The article by non-profit organisation Alliance for International Reforestation (AIR), has been published on several websites via a press release, claims that veg-tanned leather could lead to more deforestation and that some leather processors use the term ‘vegetable tanning’ “to imply that it is eco-friendly” and as a form of “misleading greenwashing”. The text says that “as more leather companies move to the vegetable tanning process, it could destroy a mass amount of trees and lead to further deforestation”, and since barks are removed from trees that are 12 -15 years old, when barks are richer in tannins, “removing the bark of the tree removes its circulatory system and will kill the tree”. Furthermore, the author claims that trees absorb dangerous heavy metal pollution, including hexavalent chromium, lead, cadmium and other chemicals. Therefore, “if companies use toxic filled bark to make their products, these chemicals could be introduced into the leather material through the vegetable tanning process.”

Industry response

Reacting to the article, Nigel Payne, Director of vegetable tannin producer Forestal Mimosa, said “the author is completely misinformed and misguided when she talks of vegetable tanning and puts us as growers and producers of vegetable extracts on a sustainable basis in the same group as those people cutting down the tropical rain forests where no extraction, or very little, of tannins takes place”.

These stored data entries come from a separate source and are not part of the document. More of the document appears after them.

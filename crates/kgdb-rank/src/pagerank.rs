//! Power-iteration PageRank over a weighted directed graph, with
//! teleport, personalization, and dangling-node handling.
//!
//! Implements `x <- alpha * W^T * D^-1 * x + s * (z^T * x)` where `D`
//! is the out-degree diagonal, `s` is the (possibly personalized)
//! teleport distribution, and `z` carries dangling-node mass back
//! into the teleport term. The graph is transposed once up front so
//! rank flows backward along edges (from object to subject).

use sprs::{CsMat, TriMat};

/// Power-iteration parameters.
#[derive(Debug, Clone, Copy)]
pub struct PageRankConfig {
    /// Damping factor.
    pub alpha: f64,
    /// L1 convergence tolerance.
    pub tol: f64,
    /// Hard iteration cap.
    pub max_iter: usize,
}

impl Default for PageRankConfig {
    fn default() -> Self {
        PageRankConfig { alpha: 0.85, tol: 1e-6, max_iter: 1000 }
    }
}

/// Summary statistics over a score vector, used to normalize scores
/// into `[0, 1]` downstream (`LabelIndex`'s ranked-list normalization).
#[derive(Debug, Clone, Copy, PartialEq)]
pub struct PageRankStats {
    /// Smallest score.
    pub min: f64,
    /// Largest score.
    pub max: f64,
    /// Arithmetic mean.
    pub mean: f64,
    /// Population standard deviation.
    pub std: f64,
}

impl PageRankStats {
    /// Compute summary statistics over `scores`. Returns all-zero
    /// stats for an empty vector.
    #[must_use]
    pub fn from_scores(scores: &[f64]) -> Self {
        if scores.is_empty() {
            return PageRankStats { min: 0.0, max: 0.0, mean: 0.0, std: 0.0 };
        }
        let min = scores.iter().copied().fold(f64::INFINITY, f64::min);
        let max = scores.iter().copied().fold(f64::NEG_INFINITY, f64::max);
        let mean = scores.iter().sum::<f64>() / scores.len() as f64;
        let variance =
            scores.iter().map(|s| (s - mean).powi(2)).sum::<f64>() / scores.len() as f64;
        PageRankStats { min, max, mean, std: variance.sqrt() }
    }

    /// Min-max normalize `score` into `[0, 1]` using this stats'
    /// `min`/`max`. Returns `0.0` if `max == min` (a degenerate,
    /// single-valued score distribution).
    #[must_use]
    pub fn normalize(&self, score: f64) -> f64 {
        let div = self.max - self.min;
        if div <= 0.0 {
            0.0
        } else {
            (score - self.min) / div
        }
    }
}

/// The full result of a [`compute`] run.
#[derive(Debug, Clone)]
pub struct PageRankResult {
    /// Per-node score, indexed by LID.
    pub scores: Vec<f64>,
    /// Summary statistics over `scores`.
    pub stats: PageRankStats,
    /// Iterations actually run (`< max_iter` if convergence was reached).
    pub iterations: usize,
}

/// Run power-iteration PageRank over `w`, an `n x n` adjacency matrix
/// where `w[i][j]` is the edge weight `i -> j`.
///
/// `personalize` is an optional teleport distribution of length `n`
/// (normalized internally); `None` means uniform teleport. Isolated
/// nodes (no outbound or inbound edges) converge to the minimum score
/// in the final vector, since they only ever receive teleport mass.
#[must_use]
pub fn compute(w: &CsMat<f64>, n: usize, personalize: Option<&[f64]>) -> PageRankResult {
    compute_with_config(w, n, personalize, PageRankConfig::default())
}

/// [`compute`] with explicit [`PageRankConfig`].
#[must_use]
pub fn compute_with_config(
    w: &CsMat<f64>,
    n: usize,
    personalize: Option<&[f64]>,
    config: PageRankConfig,
) -> PageRankResult {
    if n == 0 {
        return PageRankResult {
            scores: Vec::new(),
            stats: PageRankStats::from_scores(&[]),
            iterations: 0,
        };
    }

    let out_degree = row_sums(w, n);
    let teleport = normalize_distribution(personalize, n);

    let wt = transpose(w, n);

    let mut x = teleport.clone();
    let mut iterations = 0;
    for _ in 0..config.max_iter {
        iterations += 1;
        let mut dangling_mass = 0.0;
        let scaled: Vec<f64> = (0..n)
            .map(|i| {
                if out_degree[i] > 0.0 {
                    x[i] / out_degree[i]
                } else {
                    dangling_mass += x[i];
                    0.0
                }
            })
            .collect();

        let mut next = sparse_matvec(&wt, &scaled, n);
        for (i, slot) in next.iter_mut().enumerate() {
            *slot = config.alpha * *slot + (config.alpha * dangling_mass + (1.0 - config.alpha)) * teleport[i];
        }

        let delta: f64 = next.iter().zip(&x).map(|(a, b)| (a - b).abs()).sum();
        x = next;
        if delta < config.tol {
            break;
        }
    }

    let stats = PageRankStats::from_scores(&x);
    PageRankResult { scores: x, stats, iterations }
}

fn transpose(w: &CsMat<f64>, n: usize) -> CsMat<f64> {
    let mut tri = TriMat::new((n, n));
    let csr = w.to_csr();
    for (row, vec) in csr.outer_iterator().enumerate() {
        for (col, &weight) in vec.iter() {
            tri.add_triplet(col, row, weight);
        }
    }
    tri.to_csr()
}

fn row_sums(w: &CsMat<f64>, n: usize) -> Vec<f64> {
    let mut sums = vec![0.0; n];
    let csr = w.to_csr();
    for (row, vec) in csr.outer_iterator().enumerate() {
        sums[row] = vec.iter().map(|(_, v)| v).sum();
    }
    sums
}

fn normalize_distribution(personalize: Option<&[f64]>, n: usize) -> Vec<f64> {
    match personalize {
        Some(p) if p.len() == n => {
            let total: f64 = p.iter().sum();
            if total > 0.0 {
                p.iter().map(|v| v / total).collect()
            } else {
                uniform(n)
            }
        }
        _ => uniform(n),
    }
}

fn uniform(n: usize) -> Vec<f64> {
    vec![1.0 / n as f64; n]
}

fn sparse_matvec(m: &CsMat<f64>, x: &[f64], n: usize) -> Vec<f64> {
    let mut out = vec![0.0; n];
    let csr = m.to_csr();
    for (row, vec) in csr.outer_iterator().enumerate() {
        let mut acc = 0.0;
        for (col, &weight) in vec.iter() {
            acc += weight * x[col];
        }
        out[row] = acc;
    }
    out
}

#[cfg(test)]
mod tests {
    use super::*;
    use crate::csr::EdgeListBuilder;

    #[test]
    fn two_node_cycle_converges_to_equal_scores() {
        let mut builder = EdgeListBuilder::new();
        builder.push(0, 1, 1.0);
        builder.push(1, 0, 1.0);
        let w = builder.build(2);
        let result = compute(&w, 2, None);
        assert!((result.scores[0] - 0.5).abs() < 1e-5);
        assert!((result.scores[1] - 0.5).abs() < 1e-5);
    }

    #[test]
    fn dangling_node_still_gets_a_score() {
        let mut builder = EdgeListBuilder::new();
        builder.push(0, 1, 1.0);
        let w = builder.build(2);
        let result = compute(&w, 2, None);
        assert!(result.scores[1] > 0.0);
        assert!(result.scores.iter().all(|s| s.is_finite()));
    }

    #[test]
    fn stats_normalize_into_unit_interval() {
        let stats = PageRankStats::from_scores(&[0.1, 0.5, 0.9]);
        assert_eq!(stats.min, 0.1);
        assert_eq!(stats.max, 0.9);
        assert!((stats.normalize(0.9) - 1.0).abs() < 1e-9);
        assert!((stats.normalize(0.1) - 0.0).abs() < 1e-9);
    }

    #[test]
    fn empty_graph_yields_empty_result() {
        let builder = EdgeListBuilder::new();
        let w = builder.build(0);
        let result = compute(&w, 0, None);
        assert!(result.scores.is_empty());
    }
}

In a direct email to Anne Hallum representing AIR, Egbert Dikkers, Chair of the Management Board, Leather Naturally (LN), offered LN’s support and input for future articles, while requesting a rectification of the original article. “In your article you have made some claims that are far from reality. Linking vegetable tanning materials to deforestation might have been true many years ago, but certainly is not true currently and has not been for many years. The leather industry is increasingly an industry that is largely regulated through audited companies and with responsible leather manufacturers, including companies that manufacture vegetable tanning materials. We are against deforestation and support initiatives such as the Leather Working Group (LWG), which will help in responsible leather manufacturing”, said Dikkers.

Reacting promptly to Dikkers’ email, Hallum thanked him for the “thoughtful reply” and said that she clearly needed to do more research on this topic. Hallum recognised that she took the decision too hastily to add AIR’s name to the press release. “I will research the links you sent to me and work on a correction, and I very much appreciate the appropriate links”, she said. “AIR Guatemala works primarily in reforestation, farmer training and tree nurseries, not advocacy. I stepped out of my comfort zone, to my regret”, she concluded.


Mike Redwood, leather industry consultant, praised Dikkers’ approach to the AIR’s press release and said he regrets the aggressive reaction expressed by some leather industry stakeholders across different social media platforms. “It is as if we are lining up to be the rudest and the harshest. It took us over ten years to even recognise the existence of Livestock’s Long Shadow and, since the industry has become more serious about counterbalancing negative items in the press, we have hardly had a single success in getting corrections made”, said Redwood. “I am very uncomfortable about attacking this young lady who responded with an apology within thirty minutes and is now working hard to bring herself up to speed on the subject”, he added.